By Adrian Mello

With Forrester Research estimating that 45 percent of the North American online population use instant messaging (IM) once a week and 90 percent of that group use it daily, IM can potentially provide a familiar way for customers to get quick answers to questions without making phone calls or sending e-mail.

E-commerce sites often lose sales because they can’t answer customers’ questions quickly and easily. For example, a customer at an online clothing site may abandon her shopping cart after realizing that the site does not tell her what the sweater she has just selected is made of.

When customers can’t find an answer to their query online, they often resort to the phone or e-mail. Both approaches have problems. Customers are becoming increasingly frustrated with call centers and voice-mail systems that require them to listen to tedious menu options or wait on hold for extended periods of time. The prevalence of “voice-mail hell” is a symptom of the high costs businesses pay to support customers by phone. E-mail is even worse as a fast customer-interaction medium; due to its nature as a store-and-forward technology, e-mail was never designed for spontaneous communication.

Instant messaging can provide an alternative for businesses that want to help online shoppers get quick answers without resorting to the phone or to e-mail. One big advantage of instant messaging is that customers can use it while remaining online. A business is more likely to lose sales anytime customers shift their attention outside the store environment. Also, customers with a single phone line cannot shop online and call customer service simultaneously.

Another advantage of instant messaging is that it automatically creates a written transcript of the dialog between a customer and a service agent. Because written transcripts are easier to archive and search than voice recordings, businesses can use them to monitor customer interactions for quality control.

Because instant messages tend to be more succinct than voice inquiries, it’s possible for service agents to handle more than one message at a time, says Forrester Research Senior Analyst Eric Schmitt. “If you have one agent handling serially one chat at a time—the economics are going to be terrible. If you have someone who can handle a couple of sessions at once, then the economics begin to improve,” he said.

Service agents might also be able to save time by having scripted answers available for the most frequently asked questions. They can reduce the amount of typing they do by pasting in the response or posting them via predefined function keys.

Even so, companies need to be careful before offering customers support via instant messaging. Like phone support, IM requires adequate staff to handle message volume in real time, including sudden spikes in customer inquiries—a real possibility considering the widespread use of instant messaging. It makes sense to phase in instant messaging gradually—perhaps by making it available only to top-spending customers—to evaluate its potential effects on service volume, cost, and infrastructure.
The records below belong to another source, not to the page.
use service_core::error::AppError;
use std::path::{Path, PathBuf};
use tokio::fs;
use uuid::Uuid;

/// Staging area for uploaded images awaiting relay to the model.
///
/// Every staged file is scoped to a single request and removed when its
/// [`StagedFile`] guard drops, whichever way the request ends.
#[derive(Clone)]
pub struct UploadStaging {
    base_path: PathBuf,
}

impl UploadStaging {
    pub async fn new(base_path: impl Into<PathBuf>) -> Result<Self, AppError> {
        let base_path = base_path.into();
        if !base_path.exists() {
            fs::create_dir_all(&base_path).await?;
        }
        Ok(Self { base_path })
    }

    /// Persist an upload under a collision-resistant name:
    /// `<uuid-v4>_<sanitized original name>`.
    pub async fn stage(&self, original_name: &str, data: Vec<u8>) -> Result<StagedFile, AppError> {
        let unique_name = format!("{}_{}", Uuid::new_v4(), sanitize_filename(original_name));
        let path = self.base_path.join(&unique_name);
        fs::write(&path, data).await?;
        Ok(StagedFile { path, unique_name })
    }
}

/// Exclusive handle to one staged upload. Dropping the handle deletes the
/// file, so the staged input is removed on every exit path, early returns
/// and panics included.
pub struct StagedFile {
    path: PathBuf,
    unique_name: String,
}

impl StagedFile {
    pub fn path(&self) -> &Path {
        &self.path
    }

    pub fn unique_name(&self) -> &str {
        &self.unique_name
    }

    /// Name part before the first dot, used to derive the download name
    /// of the generated asset.
    pub fn download_stem(&self) -> &str {
        self.unique_name
            .split('.')
            .next()
            .unwrap_or(&self.unique_name)
    }
}

impl Drop for StagedFile {
    fn drop(&mut self) {
        if self.path.exists() {
            if let Err(e) = std::fs::remove_file(&self.path) {
                tracing::warn!(
                    path = %self.path.display(),
                    error = %e,
                    "Failed to remove staged upload"
                );
            }
        }
    }
}

/// Reduce a client-supplied filename to a safe single path component:
/// path separators are stripped, anything outside `[A-Za-z0-9._-]`
/// becomes `_`, and leading/trailing dots and underscores are trimmed.
pub fn sanitize_filename(name: &str) -> String {
    let base = name
        .rsplit(['/', '\\'])
        .next()
        .unwrap_or(name);

    let cleaned: String = base
        .chars()
        .map(|c| {
            if c.is_ascii_alphanumeric() || c == '.' || c == '-' || c == '_' {
                c
            } else {
                '_'
            }
        })
        .collect();

    cleaned.trim_matches(|c: char| c == '.' || c == '_').to_string()
}

#[cfg(test)]
mod tests {
    use super::*;

    fn test_dir() -> PathBuf {
        PathBuf::from(format!("target/test-staging-{}", Uuid::new_v4()))
    }

    #[test]
    fn sanitize_keeps_simple_names() {
        assert_eq!(sanitize_filename("cat.png"), "cat.png");
        assert_eq!(sanitize_filename("my-photo_01.jpeg"), "my-photo_01.jpeg");
    }

    #[test]
    fn sanitize_strips_path_components() {
        assert_eq!(sanitize_filename("../../etc/passwd.png"), "passwd.png");
        assert_eq!(sanitize_filename("C:\\temp\\shot.jpg"), "shot.jpg");
    }

    #[test]
    fn sanitize_replaces_unsafe_characters() {
        assert_eq!(sanitize_filename("my photo (1).png"), "my_photo__1_.png");
        assert_eq!(sanitize_filename(".hidden.png"), "hidden.png");
    }

    #[tokio::test]
    async fn staged_file_is_removed_on_drop() {
        let dir = test_dir();
        let staging = UploadStaging::new(&dir).await.unwrap();

        let staged = staging.stage("cat.png", vec![1, 2, 3]).await.unwrap();
        let path = staged.path().to_path_buf();
        assert!(path.exists());

        drop(staged);
        assert!(!path.exists());

        let _ = std::fs::remove_dir_all(&dir);
    }

    #[tokio::test]
    async fn staged_names_are_unique_for_identical_uploads() {
        let dir = test_dir();
        let staging = UploadStaging::new(&dir).await.unwrap();

        let a = staging.stage("cat.png", vec![0; 8]).await.unwrap();
        let b = staging.stage("cat.png", vec![0; 8]).await.unwrap();
        assert_ne!(a.path(), b.path());
        assert_ne!(a.unique_name(), b.unique_name());

        drop(a);
        drop(b);
        let _ = std::fs::remove_dir_all(&dir);
    }

    #[tokio::test]
    async fn download_stem_cuts_at_first_dot() {
        let dir = test_dir();
        let staging = UploadStaging::new(&dir).await.unwrap();

        let staged = staging.stage("cat.png", vec![0; 8]).await.unwrap();
        assert!(!staged.download_stem().contains('.'));
        assert!(staged.unique_name().starts_with(staged.download_stem()));

        drop(staged);
        let _ = std::fs::remove_dir_all(&dir);
    }
}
It’s still early, but companies that are serious about selling products and supporting them over the Internet should investigate the use of instant messaging for customer service. Instant messaging products are available from several vendors, such as eGain, FaceTime, Hipbone, and Talisma. Alaska Airlines, for one, uses FaceTime’s instant messaging application to help answer questions about ticketing and travel from its online customers, who comprise about 12 percent to 15 percent of the airline’s customer base.

If instant messaging is adopted as quickly for customer service as it was for casual messaging, the face of customer service could undergo radical change in the next few years.